As we walk, the MP puts a call in to Marsh’s campaign office to tell them “one of Craig’s posters has been pulled down near de Garis lawyers – just thought I’d let you know”.

“We keep an eye out for each other,” he tells me, “because that kind of thing just looks pretty ordinary around town.”

As he speaks, he pointedly bends down to pick up a wheelie bin that has fallen on its side in the main street.

“It’s one of those things,” he says of no longer being the endorsed candidate of the party he supports.

“The branch members have known me probably a lot longer than they’ve known the Liberal candidate.”

But, he insists, “even though we co-operate we also have pretty clear lines”.

“They’re loyal to the preselected candidate and I fully respect that,” he says.

Instead, he has largely mobilised mates and family – along with a network of supporters – to help his campaign, including lining the streets with corflutes bearing his face.

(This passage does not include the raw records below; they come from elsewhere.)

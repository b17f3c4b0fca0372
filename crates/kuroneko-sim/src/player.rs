//! Player combat state: health, heal items, damage intake.

use kuroneko_core::collab::Damageable;
use kuroneko_core::enums::DamageOutcome;
use kuroneko_core::params::PlayerParams;

/// Health and healing inventory of the player.
///
/// `max_health` is fixed at creation. Health never exceeds it and the heal
/// item count never goes negative. Lives on the persistent player entity,
/// so it survives scene unloads; a restart resets it.
#[derive(Debug, Clone, PartialEq)]
pub struct PlayerCombatState {
    health: f32,
    max_health: f32,
    heal_items: u32,
    heal_amount: Option<f32>,
    starting_heal_items: u32,
}

impl PlayerCombatState {
    pub fn new(params: &PlayerParams) -> Self {
        Self {
            health: params.health,
            max_health: params.health,
            heal_items: params.starting_heal_items,
            heal_amount: params.heal_amount,
            starting_heal_items: params.starting_heal_items,
        }
    }

    pub fn health(&self) -> f32 {
        self.health
    }

    pub fn max_health(&self) -> f32 {
        self.max_health
    }

    pub fn heal_items(&self) -> u32 {
        self.heal_items
    }

    /// Consume one heal item. No-op at full health or with an empty
    /// inventory. Returns the new health when an item was used.
    pub fn use_heal_item(&mut self) -> Option<f32> {
        if self.health >= self.max_health || self.heal_items == 0 {
            return None;
        }
        self.heal_items -= 1;
        let restored = match self.heal_amount {
            Some(amount) => self.health + amount,
            None => self.max_health,
        };
        self.health = restored.min(self.max_health);
        Some(self.health)
    }

    /// Returns the new item count.
    pub fn add_heal_item(&mut self) -> u32 {
        self.heal_items += 1;
        self.heal_items
    }

    /// Back to the state of a fresh run.
    pub fn reset(&mut self) {
        self.health = self.max_health;
        self.heal_items = self.starting_heal_items;
    }
}

impl Damageable for PlayerCombatState {
    fn take_damage(&mut self, amount: f32) -> DamageOutcome {
        if !self.is_alive() {
            return DamageOutcome::Ignored;
        }
        self.health -= amount;
        if self.health <= 0.0 {
            DamageOutcome::Killed
        } else {
            DamageOutcome::Wounded
        }
    }

    fn is_alive(&self) -> bool {
        self.health > 0.0
    }
}
//! Enemy AI for KURONEKO.
//!
//! Implements the per-enemy perception + idle/patrol/chase/attack state
//! machine and archetype-driven parameter presets.

pub mod fsm;
pub mod perception;
pub mod profiles;

pub use kuroneko_core as core;

#[cfg(test)]
mod tests;
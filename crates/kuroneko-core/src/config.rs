//! Game configuration loaded from `data/config/kuroneko.toml` with env overrides.

use std::path::{Path, PathBuf};

use serde::{Deserialize, Serialize};
use thiserror::Error;

use crate::enums::EnemyArchetype;
use crate::params::{EnemyParams, LevelLayout, PlayerParams, WeaponData};

/// Errors raised while loading or validating configuration.
#[derive(Debug, Error)]
pub enum ConfigError {
    #[error("read {path}: {source}")]
    Io {
        path: PathBuf,
        #[source]
        source: std::io::Error,
    },
    #[error("parse {path}: {source}")]
    Parse {
        path: PathBuf,
        #[source]
        source: toml::de::Error,
    },
    #[error("invalid configuration: {0}")]
    Invalid(String),
}

/// Replaces the preset of one archetype.
#[derive(Debug, Clone, PartialEq, Serialize, Deserialize)]
pub struct ArchetypeOverride {
    pub archetype: EnemyArchetype,
    pub params: EnemyParams,
}

#[derive(Debug, Clone, PartialEq, Serialize, Deserialize)]
#[serde(default)]
pub struct GameConfig {
    /// RNG seed. Same seed + same commands = same session.
    pub seed: u64,
    /// Default log filter (`RUST_LOG` still wins).
    pub log_level: String,
    pub player: PlayerParams,
    pub archetype_overrides: Vec<ArchetypeOverride>,
    pub level: LevelLayout,
}

impl Default for GameConfig {
    fn default() -> Self {
        Self {
            seed: 42,
            log_level: "info".into(),
            player: PlayerParams::default(),
            archetype_overrides: Vec::new(),
            level: LevelLayout::default(),
        }
    }
}

fn data_root() -> PathBuf {
    let here = Path::new(env!("CARGO_MANIFEST_DIR"));
    let ws = here.join("../../data");
    if ws.is_dir() {
        ws
    } else {
        here.join("data")
    }
}

impl GameConfig {
    /// Load from the default location, falling back to built-in defaults when
    /// the file does not exist.
    pub fn load_default() -> Result<Self, ConfigError> {
        let path = data_root().join("config/kuroneko.toml");
        let cfg = if path.is_file() {
            Self::read(&path)?
        } else {
            log::info!("no config at {}, using built-in defaults", path.display());
            Self::default()
        };
        cfg.finish()
    }

    /// Load from an explicit path. The file must exist.
    pub fn load(path: impl AsRef<Path>) -> Result<Self, ConfigError> {
        Self::read(path.as_ref())?.finish()
    }

    /// Parse from TOML text (no env overrides).
    pub fn from_toml_str(text: &str) -> Result<Self, ConfigError> {
        let cfg: GameConfig = toml::from_str(text).map_err(|source| ConfigError::Parse {
            path: PathBuf::from("<inline>"),
            source,
        })?;
        cfg.validate()?;
        Ok(cfg)
    }

    fn read(path: &Path) -> Result<Self, ConfigError> {
        let text = std::fs::read_to_string(path).map_err(|source| ConfigError::Io {
            path: path.to_path_buf(),
            source,
        })?;
        toml::from_str(&text).map_err(|source| ConfigError::Parse {
            path: path.to_path_buf(),
            source,
        })
    }

    fn finish(mut self) -> Result<Self, ConfigError> {
        self.apply_env_overrides();
        self.validate()?;
        Ok(self)
    }

    fn apply_env_overrides(&mut self) {
        if let Some(seed) = std::env::var("KURONEKO_SEED")
            .ok()
            .and_then(|v| v.parse().ok())
        {
            self.seed = seed;
        }
        if let Ok(level) = std::env::var("KURONEKO_LOG") {
            self.log_level = level;
        }
    }

    /// Preset override for an archetype, if configured.
    pub fn archetype_override(&self, archetype: EnemyArchetype) -> Option<&EnemyParams> {
        self.archetype_overrides
            .iter()
            .find(|o| o.archetype == archetype)
            .map(|o| &o.params)
    }

    /// Reject parameter combinations the runtime cannot honour.
    pub fn validate(&self) -> Result<(), ConfigError> {
        if self.player.health <= 0.0 {
            return Err(ConfigError::Invalid("player.health must be positive".into()));
        }
        if let Some(amount) = self.player.heal_amount {
            if amount <= 0.0 {
                return Err(ConfigError::Invalid("player.heal_amount must be positive".into()));
            }
        }
        for o in &self.archetype_overrides {
            validate_enemy(&o.params, &format!("override {:?}", o.archetype))?;
        }
        for (i, spawn) in self.level.enemies.iter().enumerate() {
            if let Some(params) = &spawn.params {
                validate_enemy(params, &format!("level.enemies[{i}]"))?;
            }
        }
        for (i, pickup) in self.level.weapon_pickups.iter().enumerate() {
            validate_weapon(&pickup.weapon, &format!("level.weapon_pickups[{i}]"))?;
        }
        Ok(())
    }
}

/// Checks shared by configured and preset enemy parameters.
pub fn validate_enemy(params: &EnemyParams, at: &str) -> Result<(), ConfigError> {
    if params.min_idle_secs < 0.0 || params.max_idle_secs < params.min_idle_secs {
        return Err(ConfigError::Invalid(format!(
            "{at}: idle range {}..{} is inverted or negative",
            params.min_idle_secs, params.max_idle_secs
        )));
    }
    if params.sight_radius < 0.0 || params.attack_radius < 0.0 || params.walk_point_range < 0.0 {
        return Err(ConfigError::Invalid(format!("{at}: radii must be non-negative")));
    }
    if params.attack_cooldown_secs <= 0.0 {
        return Err(ConfigError::Invalid(format!("{at}: attack cooldown must be positive")));
    }
    if params.health <= 0.0 {
        return Err(ConfigError::Invalid(format!("{at}: health must be positive")));
    }
    Ok(())
}

pub fn validate_weapon(weapon: &WeaponData, at: &str) -> Result<(), ConfigError> {
    if weapon.magazine_size == 0 {
        return Err(ConfigError::Invalid(format!("{at}: magazine_size must be at least 1")));
    }
    if weapon.fire_rate < 0.0 || weapon.reload_secs <= 0.0 {
        return Err(ConfigError::Invalid(format!(
            "{at}: fire_rate must be non-negative and reload_secs positive"
        )));
    }
    if weapon.projectile_speed <= 0.0 || weapon.projectile_lifetime_secs <= 0.0 {
        return Err(ConfigError::Invalid(format!("{at}: projectile speed and lifetime must be positive")));
    }
    Ok(())
}
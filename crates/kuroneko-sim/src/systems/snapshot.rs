//! Snapshot system: builds a serializable GameStateSnapshot from the world.

use hecs::Entity;

use kuroneko_core::collab::Damageable;
use kuroneko_core::events::GameEvent;
use kuroneko_core::state::*;
use kuroneko_core::types::SimTime;
use kuroneko_enemy_ai::fsm::EnemyBrain;

use crate::components::{Facing, HealPickup, Position, WeaponPickup};
use crate::game_manager::GameManager;
use crate::loadout;
use crate::player::PlayerCombatState;
use crate::scene::SceneWorld;
use crate::systems::entity_id;
use crate::weapon::WeaponState;

/// Build a complete snapshot of the current game state.
pub fn build_snapshot(
    scene: &SceneWorld,
    time: &SimTime,
    player: Entity,
    game: &GameManager,
    stats: StatsView,
    events: Vec<GameEvent>,
) -> GameStateSnapshot {
    let world = scene.world();

    let player_view = {
        let position = world.get::<&Position>(player).map(|p| p.0).unwrap_or_default();
        let forward = world.get::<&Facing>(player).map(|f| f.0).unwrap_or(glam::Vec3::Z);
        match world.get::<&PlayerCombatState>(player) {
            Ok(combat) => PlayerView {
                position,
                forward,
                health: combat.health(),
                max_health: combat.max_health(),
                heal_items: combat.heal_items(),
                alive: combat.is_alive(),
            },
            Err(_) => PlayerView {
                position,
                forward,
                health: 0.0,
                max_health: 0.0,
                heal_items: 0,
                alive: false,
            },
        }
    };

    let weapon = loadout::held_weapon(scene, player)
        .and_then(|held| world.get::<&WeaponState>(held).ok().map(|state| state.view()));

    let mut enemies: Vec<EnemyView> = world
        .query::<(&Position, &EnemyBrain)>()
        .iter()
        .map(|(entity, (pos, brain))| EnemyView {
            id: entity_id(entity),
            position: pos.0,
            state: brain.state(),
            health: brain.health(),
            alive: brain.is_alive(),
        })
        .collect();
    enemies.sort_by_key(|e| e.id);

    let mut pickups: Vec<PickupView> = world
        .query::<(&Position, &WeaponPickup)>()
        .iter()
        .map(|(entity, (pos, pickup))| PickupView {
            id: entity_id(entity),
            position: pos.0,
            kind: PickupKind::Weapon {
                name: pickup.data.name.clone(),
            },
        })
        .collect();
    pickups.extend(
        world
            .query::<(&Position, &HealPickup)>()
            .iter()
            .map(|(entity, (pos, _))| PickupView {
                id: entity_id(entity),
                position: pos.0,
                kind: PickupKind::Heal,
            }),
    );
    pickups.sort_by_key(|p| p.id);

    GameStateSnapshot {
        time: *time,
        game_over: game.is_game_over(),
        game_end: game.is_game_end(),
        player: player_view,
        weapon,
        enemies,
        pickups,
        stats,
        events,
    }
}
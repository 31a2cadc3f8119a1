//! HTTP client side of the peer protocol.
//!
//! `GET /packages/<id>/segments?i=1,2,3` streams the segments; 503 means choked, 404 carries
//! an `x-seedpod-fault` header naming what is missing. `POST /status` takes and returns
//! bincode.

use std::io;
use std::net::SocketAddr;
use std::time::Duration;

use futures::{StreamExt, TryStreamExt};
use reqwest::StatusCode;
use seedpod_core::{BoxFuture, PackageId, PackageStatus, SegmentStream, Transport, TransportFault};

pub const FAULT_HEADER: &str = "x-seedpod-fault";

pub struct HttpTransport {
    client: reqwest::Client,
}

fn io_err(e: impl Into<Box<dyn std::error::Error + Send + Sync>>) -> io::Error {
    io::Error::new(io::ErrorKind::Other, e)
}

impl HttpTransport {
    pub fn new(timeout: Duration) -> reqwest::Result<Self> {
        let client = reqwest::Client::builder()
            .timeout(timeout)
            .build()?;
        Ok(Self { client })
    }
}

pub fn segments_path(package: &PackageId, segments: &[u32]) -> String {
    let list: Vec<String> = segments.iter().map(u32::to_string).collect();
    format!("/packages/{package}/segments?i={}", list.join(","))
}

impl Transport for HttpTransport {
    fn fetch_segments(
        &self,
        endpoint: SocketAddr,
        package: PackageId,
        segments: Vec<u32>,
    ) -> BoxFuture<'_, Result<SegmentStream, TransportFault>> {
        Box::pin(async move {
            let url = format!("http://{endpoint}{}", segments_path(&package, &segments));
            let resp = self.client.get(url).send().await.map_err(io_err)?;
            match resp.status() {
                StatusCode::OK => Ok(resp.bytes_stream().map_err(io_err).boxed()),
                StatusCode::SERVICE_UNAVAILABLE => Err(TransportFault::Choked),
                StatusCode::NOT_FOUND => {
                    let fault = resp
                        .headers()
                        .get(FAULT_HEADER)
                        .and_then(|v| v.to_str().ok());
                    match fault {
                        Some("segments") => Err(TransportFault::SegmentsNotFound),
                        _ => Err(TransportFault::PackageNotFound),
                    }
                }
                other => Err(io_err(format!("unexpected status {other}")).into()),
            }
        })
    }

    fn fetch_remote_status(
        &self,
        endpoint: SocketAddr,
        packages: Vec<PackageId>,
    ) -> BoxFuture<'_, Result<Vec<PackageStatus>, TransportFault>> {
        Box::pin(async move {
            let body = bincode::serialize(&packages).map_err(io_err)?;
            let resp = self
                .client
                .post(format!("http://{endpoint}/status"))
                .body(body)
                .send()
                .await
                .map_err(io_err)?;
            if resp.status() != StatusCode::OK {
                return Err(io_err(format!("unexpected status {}", resp.status())).into());
            }
            let bytes = resp.bytes().await.map_err(io_err)?;
            let statuses: Vec<PackageStatus> = bincode::deserialize(&bytes).map_err(io_err)?;
            Ok(statuses)
        })
    }
}
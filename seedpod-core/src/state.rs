//! Per-package download state: which segments are local, which are reserved by an in-flight
//! attempt, and the byte counters derived from both.

use parking_lot::Mutex;
use rand::Rng;

use crate::bitmap::{self, BitmapError, SegmentBitmap};
use crate::package::{PackageId, PackageSplitInfo};

struct Inner {
    /// `None` once every segment is local.
    local: Option<SegmentBitmap>,
    in_progress: SegmentBitmap,
    bytes_downloaded: u64,
    bytes_reserved: u64,
    is_downloading: bool,
}

/// Outcome of [`PackageDownloadState::release_segments`].
#[derive(Debug, Clone, Copy, PartialEq, Eq)]
pub struct ReleaseOutcome {
    /// The release committed the last missing segment.
    pub completed: bool,
}

/// Segment bookkeeping for one locally known package. All operations take one lock owned by
/// this instance; nothing here suspends.
pub struct PackageDownloadState {
    id: PackageId,
    split: PackageSplitInfo,
    inner: Mutex<Inner>,
}

impl PackageDownloadState {
    /// State for a package that is fully present locally (e.g. freshly built).
    pub fn downloaded(id: PackageId, split: PackageSplitInfo) -> Self {
        Self {
            id,
            split,
            inner: Mutex::new(Inner {
                local: None,
                in_progress: SegmentBitmap::empty(split.segments_count()),
                bytes_downloaded: split.package_size(),
                bytes_reserved: 0,
                is_downloading: false,
            }),
        }
    }

    /// State for a download target. `local` restores a persisted bitmap; `None` starts empty.
    pub fn for_download(
        id: PackageId,
        split: PackageSplitInfo,
        local: Option<SegmentBitmap>,
    ) -> Result<Self, BitmapError> {
        let count = split.segments_count();
        let local = match local {
            Some(b) => SegmentBitmap::from_bytes(b.into_bytes(), count)?,
            None => SegmentBitmap::empty(count),
        };
        let bytes_downloaded: u64 = local.iter_set().map(|i| split.segment_size(i)).sum();
        let complete = local.is_full();
        Ok(Self {
            id,
            split,
            inner: Mutex::new(Inner {
                local: (!complete).then_some(local),
                in_progress: SegmentBitmap::empty(count),
                bytes_downloaded,
                bytes_reserved: 0,
                is_downloading: !complete,
            }),
        })
    }

    pub fn id(&self) -> PackageId {
        self.id
    }

    pub fn split(&self) -> PackageSplitInfo {
        self.split
    }

    /// Reserve up to `max_count` segments that are missing locally, present on the remote
    /// (`None` = the remote has everything) and not already reserved.
    ///
    /// The scan starts at a uniformly random byte. Returned indexes are reserved before the
    /// lock is released; every one must be passed back to [`Self::release_segments`].
    pub fn reserve_segments_for_download(
        &self,
        remote: Option<&[u8]>,
        max_count: usize,
    ) -> Vec<u32> {
        let mut inner = self.inner.lock();
        let Inner {
            local,
            in_progress,
            bytes_reserved,
            ..
        } = &mut *inner;
        // Reachable when another attempt committed the last segment after the caller checked
        // `has_more_to_download`.
        let Some(local) = local.as_ref() else {
            return vec![];
        };
        let len = self.split.bitmap_len();
        if len == 0 {
            return vec![];
        }
        let start = rand::thread_rng().gen_range(0..len);
        let picked = bitmap::select_for_download(
            local.as_bytes(),
            in_progress.as_bytes(),
            remote,
            self.split.segments_count(),
            start,
            max_count,
        );
        for &i in &picked {
            in_progress.set(i);
            *bytes_reserved += self.split.segment_size(i);
        }
        picked
    }

    /// Return reserved segments. On success the segments become local; when that completes the
    /// package the bitmap is dropped and `is_downloading` cleared.
    ///
    /// Panics if any index is not currently reserved.
    pub fn release_segments(&self, indexes: &[u32], was_successful: bool) -> ReleaseOutcome {
        let mut inner = self.inner.lock();
        for &i in indexes {
            assert!(
                inner.in_progress.is_set(i),
                "segment {i} of package {} released without reservation",
                self.id.short()
            );
        }
        let mut completed = false;
        for &i in indexes {
            let size = self.split.segment_size(i);
            inner.in_progress.clear(i);
            inner.bytes_reserved -= size;
            if was_successful {
                if let Some(local) = inner.local.as_mut() {
                    local.set(i);
                }
                inner.bytes_downloaded += size;
            }
        }
        if was_successful
            && inner.local.is_some()
            && inner.bytes_downloaded == self.split.package_size()
        {
            inner.local = None;
            inner.is_downloading = false;
            completed = true;
        }
        ReleaseOutcome { completed }
    }

    /// Segments we can serve to a peer whose bitmap is `remote`: local and absent remotely.
    /// Nothing is reserved.
    pub fn offer_segments_to_peer(
        &self,
        remote: &[u8],
        max_count: usize,
    ) -> Result<Vec<u32>, BitmapError> {
        let count = self.split.segments_count();
        bitmap::validate(remote, count)?;
        let len = self.split.bitmap_len();
        if len == 0 {
            return Ok(vec![]);
        }
        let start = rand::thread_rng().gen_range(0..len);
        let inner = self.inner.lock();
        Ok(bitmap::select_for_offer(
            inner.local.as_ref().map(|b| b.as_bytes()),
            remote,
            count,
            start,
            max_count,
        ))
    }

    /// True while there are bytes neither downloaded nor reserved.
    pub fn has_more_to_download(&self) -> bool {
        let inner = self.inner.lock();
        inner.bytes_downloaded + inner.bytes_reserved < self.split.package_size()
    }

    /// True when every requested segment is local.
    pub fn contains_segments(&self, indexes: &[u32]) -> bool {
        let count = self.split.segments_count();
        let inner = self.inner.lock();
        indexes
            .iter()
            .all(|&i| i < count && inner.local.as_ref().map_or(true, |b| b.is_set(i)))
    }

    pub fn is_downloaded(&self) -> bool {
        self.inner.lock().local.is_none()
    }

    pub fn is_downloading(&self) -> bool {
        self.inner.lock().is_downloading
    }

    pub fn set_downloading(&self, downloading: bool) {
        let mut inner = self.inner.lock();
        inner.is_downloading = downloading && inner.local.is_some();
    }

    pub fn bytes_downloaded(&self) -> u64 {
        self.inner.lock().bytes_downloaded
    }

    pub fn bytes_reserved(&self) -> u64 {
        self.inner.lock().bytes_reserved
    }

    /// Downloaded fraction in `0.0..=1.0`.
    pub fn progress(&self) -> f64 {
        let size = self.split.package_size();
        if size == 0 {
            return 1.0;
        }
        self.bytes_downloaded() as f64 / size as f64
    }

    /// Copy of the local bitmap for persistence or status replies; `None` when complete.
    pub fn bitmap_snapshot(&self) -> Option<Vec<u8>> {
        self.inner
            .lock()
            .local
            .as_ref()
            .map(|b| b.as_bytes().to_vec())
    }
}

#[cfg(test)]
mod tests {
    use std::collections::HashSet;
    use std::sync::Arc;

    use super::*;

    fn four_segments() -> PackageDownloadState {
        // segment sizes 10, 10, 10, 6
        let split = PackageSplitInfo::new(36, 10);
        PackageDownloadState::for_download(PackageId::from_bytes([7; 32]), split, None).unwrap()
    }

    fn assert_conserved(state: &PackageDownloadState, in_flight: &[u32]) {
        let split = state.split();
        let neither: u64 = (0..split.segments_count())
            .filter(|i| !in_flight.contains(i) && !state.contains_segments(&[*i]))
            .map(|i| split.segment_size(i))
            .sum();
        assert_eq!(
            state.bytes_downloaded() + state.bytes_reserved() + neither,
            split.package_size()
        );
    }

    #[test]
    fn happy_path_full_remote() {
        let state = four_segments();
        let mut got = state.reserve_segments_for_download(None, 4);
        got.sort();
        assert_eq!(got, vec![0, 1, 2, 3]);
        assert!(!state.has_more_to_download());
        assert_eq!(state.bytes_reserved(), 36);

        let outcome = state.release_segments(&[0, 1, 2, 3], true);
        assert!(outcome.completed);
        assert!(!state.has_more_to_download());
        assert!(state.is_downloaded());
        assert!(!state.is_downloading());
        assert_eq!(state.bitmap_snapshot(), None);
        assert_eq!(state.bytes_downloaded(), 36);
        assert!(state.reserve_segments_for_download(None, 4).is_empty());
    }

    #[test]
    fn partial_remote_only_returns_advertised() {
        let state = four_segments();
        let remote = [0b0000_0101u8];
        let mut got = state.reserve_segments_for_download(Some(&remote), 4);
        got.sort();
        assert_eq!(got, vec![0, 2]);
        assert!(state.reserve_segments_for_download(Some(&remote), 4).is_empty());
    }

    #[test]
    fn failed_release_makes_segments_available_again() {
        let state = four_segments();
        let got = state.reserve_segments_for_download(None, 2);
        assert_eq!(got.len(), 2);
        assert_conserved(&state, &got);
        state.release_segments(&got, false);
        assert_eq!(state.bytes_reserved(), 0);
        assert_eq!(state.bytes_downloaded(), 0);
        assert_conserved(&state, &[]);
        let mut again = state.reserve_segments_for_download(None, 4);
        again.sort();
        assert_eq!(again, vec![0, 1, 2, 3]);
    }

    #[test]
    #[should_panic(expected = "released without reservation")]
    fn double_release_is_rejected() {
        let state = four_segments();
        let got = state.reserve_segments_for_download(None, 1);
        state.release_segments(&got, false);
        state.release_segments(&got, false);
    }

    #[test]
    #[should_panic(expected = "released without reservation")]
    fn release_of_unreserved_is_rejected() {
        four_segments().release_segments(&[1], true);
    }

    #[test]
    fn last_segment_size_used_only_for_last_index() {
        let state = four_segments();
        let remote = [0b0000_1000u8];
        assert_eq!(state.reserve_segments_for_download(Some(&remote), 4), vec![3]);
        assert_eq!(state.bytes_reserved(), 6);
        let remote = [0b0000_0001u8];
        assert_eq!(state.reserve_segments_for_download(Some(&remote), 4), vec![0]);
        assert_eq!(state.bytes_reserved(), 16);
        state.release_segments(&[0], true);
        assert_eq!(state.bytes_downloaded(), 10);
        assert_eq!(state.bytes_reserved(), 6);
    }

    #[test]
    fn offer_returns_local_minus_remote() {
        let split = PackageSplitInfo::new(36, 10);
        let id = PackageId::from_bytes([1; 32]);
        let mut local = SegmentBitmap::empty(4);
        local.set(0);
        local.set(1);
        let state = PackageDownloadState::for_download(id, split, Some(local)).unwrap();
        let mut got = state.offer_segments_to_peer(&[0b0000_0010], 4).unwrap();
        got.sort();
        assert_eq!(got, vec![0]);
        // offering reserves nothing
        assert_eq!(state.bytes_reserved(), 0);

        let seeder = PackageDownloadState::downloaded(id, split);
        let mut all = seeder.offer_segments_to_peer(&[0], 8).unwrap();
        all.sort();
        assert_eq!(all, vec![0, 1, 2, 3]);
    }

    #[test]
    fn offer_rejects_malformed_remote() {
        let state = four_segments();
        assert!(matches!(
            state.offer_segments_to_peer(&[0, 0], 4),
            Err(BitmapError::Length { .. })
        ));
        assert_eq!(
            state.offer_segments_to_peer(&[0b0001_0000], 4),
            Err(BitmapError::PaddingBits)
        );
    }

    #[test]
    fn restore_from_persisted_bitmap() {
        let split = PackageSplitInfo::new(36, 10);
        let mut local = SegmentBitmap::empty(4);
        local.set(3);
        let state =
            PackageDownloadState::for_download(PackageId::from_bytes([2; 32]), split, Some(local))
                .unwrap();
        assert_eq!(state.bytes_downloaded(), 6);
        assert!(state.is_downloading());
        assert!(state.contains_segments(&[3]));
        assert!(!state.contains_segments(&[0, 3]));
        assert!(!state.contains_segments(&[4]));

        let full = PackageDownloadState::for_download(
            PackageId::from_bytes([2; 32]),
            split,
            Some(SegmentBitmap::full(4)),
        )
        .unwrap();
        assert!(full.is_downloaded());
        assert!(!full.is_downloading());
        assert!(!full.has_more_to_download());
    }

    #[test]
    fn empty_package_is_complete() {
        let split = PackageSplitInfo::new(0, 10);
        let state =
            PackageDownloadState::for_download(PackageId::from_bytes([3; 32]), split, None).unwrap();
        assert!(state.is_downloaded());
        assert!(!state.has_more_to_download());
        assert!(state.reserve_segments_for_download(None, 4).is_empty());
    }

    #[test]
    fn concurrent_reservations_are_disjoint() {
        let split = PackageSplitInfo::new(1000 * 10, 10);
        let state = Arc::new(
            PackageDownloadState::for_download(PackageId::from_bytes([4; 32]), split, None).unwrap(),
        );
        let handles: Vec<_> = (0..8)
            .map(|_| {
                let state = state.clone();
                std::thread::spawn(move || {
                    let mut mine = Vec::new();
                    loop {
                        let got = state.reserve_segments_for_download(None, 7);
                        if got.is_empty() {
                            break;
                        }
                        mine.extend(got);
                    }
                    mine
                })
            })
            .collect();
        let mut all = HashSet::new();
        let mut total = 0;
        for h in handles {
            let mine = h.join().unwrap();
            total += mine.len();
            all.extend(mine);
        }
        assert_eq!(total, 1000);
        assert_eq!(all.len(), 1000);
        assert!(!state.has_more_to_download());
        assert_eq!(state.bytes_reserved(), split.package_size());
    }
}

“Living here all your life, playing sport and all the rest of it, you have a fair group of mates who help you out and put ‘em up – put ‘em up in the wrong locations, you know,” he laughs.

“And then you’ve got to go and fix ‘em.”

The sporting field seems to be the arena where Bell’s social and political worlds meet.

“That’s where you do most of your work over the four years here – in footy season,” he says.

“If you’re serious about campaigning you’d start six months out from the election, because sport – particularly football – that’s where you see all your farming communities. They get into the club, have a few beers and talk politics – they love it.”

Troy Bell outside court in Mount Gambier last year, with his lawyer Bill de Garis. Photo: Lechelle Earl / AAP

But Bell’s love for the Libs has its limits.

At a morning ‘Coffee With the MP’ showpiece that he conducts weekly at a café a block from his electorate office, he hosts a handful of appropriately like-minded locals.

They are all older than him, all conservatives but with reservations about the state Liberal Party.

There is Kev, a somewhat jaded stock agent preoccupied with the price of beef.

“My father told me when I left school in ’58, ‘You know, son, if you’re going on the land most of your life will be spent producing cheap food for the masses,” he declares.

“But last year we were producing dear food for the masses – and now we’ve come back again…

“I’ve been in this game 41 years [and] it’s a completely new ball game.”

Pete is a retired farmer, while Jim is a long-serving local TV executive. His wife Deborah runs a local bed and breakfast.

“What’s the key to kick-start stuff?” Pete demands.

“We all know what’s wrong.”

“The airport would be a good place to start,” Bell assures them.

“But there’s got to be some other stuff happening.”

Bell has had a running battle with Regional Express, the only airline that services Mount Gambier.

He kicked up a public fuss over the way they dealt with a cancelled flight last year, and escalated the ruckus to the point that, he says, the airline banned him from all its services across Australia.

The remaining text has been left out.